* DATA RECORDS:
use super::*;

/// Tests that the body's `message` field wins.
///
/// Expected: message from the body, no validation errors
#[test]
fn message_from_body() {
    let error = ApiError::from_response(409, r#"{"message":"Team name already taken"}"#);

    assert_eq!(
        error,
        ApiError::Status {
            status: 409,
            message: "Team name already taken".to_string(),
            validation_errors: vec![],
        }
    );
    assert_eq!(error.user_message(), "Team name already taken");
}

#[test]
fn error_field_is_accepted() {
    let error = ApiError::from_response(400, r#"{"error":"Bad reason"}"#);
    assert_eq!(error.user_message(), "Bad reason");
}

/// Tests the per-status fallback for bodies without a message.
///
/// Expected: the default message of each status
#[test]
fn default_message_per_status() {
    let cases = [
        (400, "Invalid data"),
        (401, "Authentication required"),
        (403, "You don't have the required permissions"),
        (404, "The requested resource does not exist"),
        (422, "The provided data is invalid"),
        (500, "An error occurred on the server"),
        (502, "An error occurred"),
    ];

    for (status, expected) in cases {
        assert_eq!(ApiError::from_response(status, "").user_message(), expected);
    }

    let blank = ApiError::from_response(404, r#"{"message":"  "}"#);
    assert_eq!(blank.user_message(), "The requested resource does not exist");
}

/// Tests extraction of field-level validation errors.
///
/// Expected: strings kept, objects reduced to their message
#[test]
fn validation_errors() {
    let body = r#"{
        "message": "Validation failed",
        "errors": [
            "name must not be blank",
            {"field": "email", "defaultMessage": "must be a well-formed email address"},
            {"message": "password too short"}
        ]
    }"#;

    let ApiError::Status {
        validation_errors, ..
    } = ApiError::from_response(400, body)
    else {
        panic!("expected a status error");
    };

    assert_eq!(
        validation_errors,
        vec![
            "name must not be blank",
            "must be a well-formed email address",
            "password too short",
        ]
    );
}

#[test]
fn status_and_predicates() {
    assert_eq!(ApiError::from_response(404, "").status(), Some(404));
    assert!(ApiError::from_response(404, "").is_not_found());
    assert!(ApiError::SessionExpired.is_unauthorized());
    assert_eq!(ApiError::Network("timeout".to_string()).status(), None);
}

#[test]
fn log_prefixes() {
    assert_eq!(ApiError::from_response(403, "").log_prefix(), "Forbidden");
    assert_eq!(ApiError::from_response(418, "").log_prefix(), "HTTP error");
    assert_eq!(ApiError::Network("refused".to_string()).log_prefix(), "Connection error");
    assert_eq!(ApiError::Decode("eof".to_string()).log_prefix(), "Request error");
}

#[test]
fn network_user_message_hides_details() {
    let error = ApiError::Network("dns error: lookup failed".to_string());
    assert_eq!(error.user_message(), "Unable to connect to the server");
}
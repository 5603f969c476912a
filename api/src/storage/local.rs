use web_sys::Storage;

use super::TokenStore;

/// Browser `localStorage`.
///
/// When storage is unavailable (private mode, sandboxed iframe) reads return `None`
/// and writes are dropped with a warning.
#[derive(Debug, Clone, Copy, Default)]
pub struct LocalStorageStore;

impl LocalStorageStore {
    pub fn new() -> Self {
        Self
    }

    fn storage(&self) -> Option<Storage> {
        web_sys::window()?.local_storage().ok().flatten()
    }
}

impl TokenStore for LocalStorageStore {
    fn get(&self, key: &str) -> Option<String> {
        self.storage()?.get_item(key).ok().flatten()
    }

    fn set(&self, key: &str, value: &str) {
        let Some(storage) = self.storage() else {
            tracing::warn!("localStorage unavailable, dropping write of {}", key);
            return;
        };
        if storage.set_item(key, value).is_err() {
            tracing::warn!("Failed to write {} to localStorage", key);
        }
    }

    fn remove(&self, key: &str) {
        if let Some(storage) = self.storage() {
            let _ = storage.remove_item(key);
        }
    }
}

* WHAT IS EXPECTED:
Return, from the material above, each line holding the string "blank".

* OUTPUT OF THE EXERCISE:
    let blank = ApiError::from_response(404, r#"{"message":"  "}"#);
    assert_eq!(blank.user_message(), "The requested resource does not exist");
            "name must not be blank",
            "name must not be blank",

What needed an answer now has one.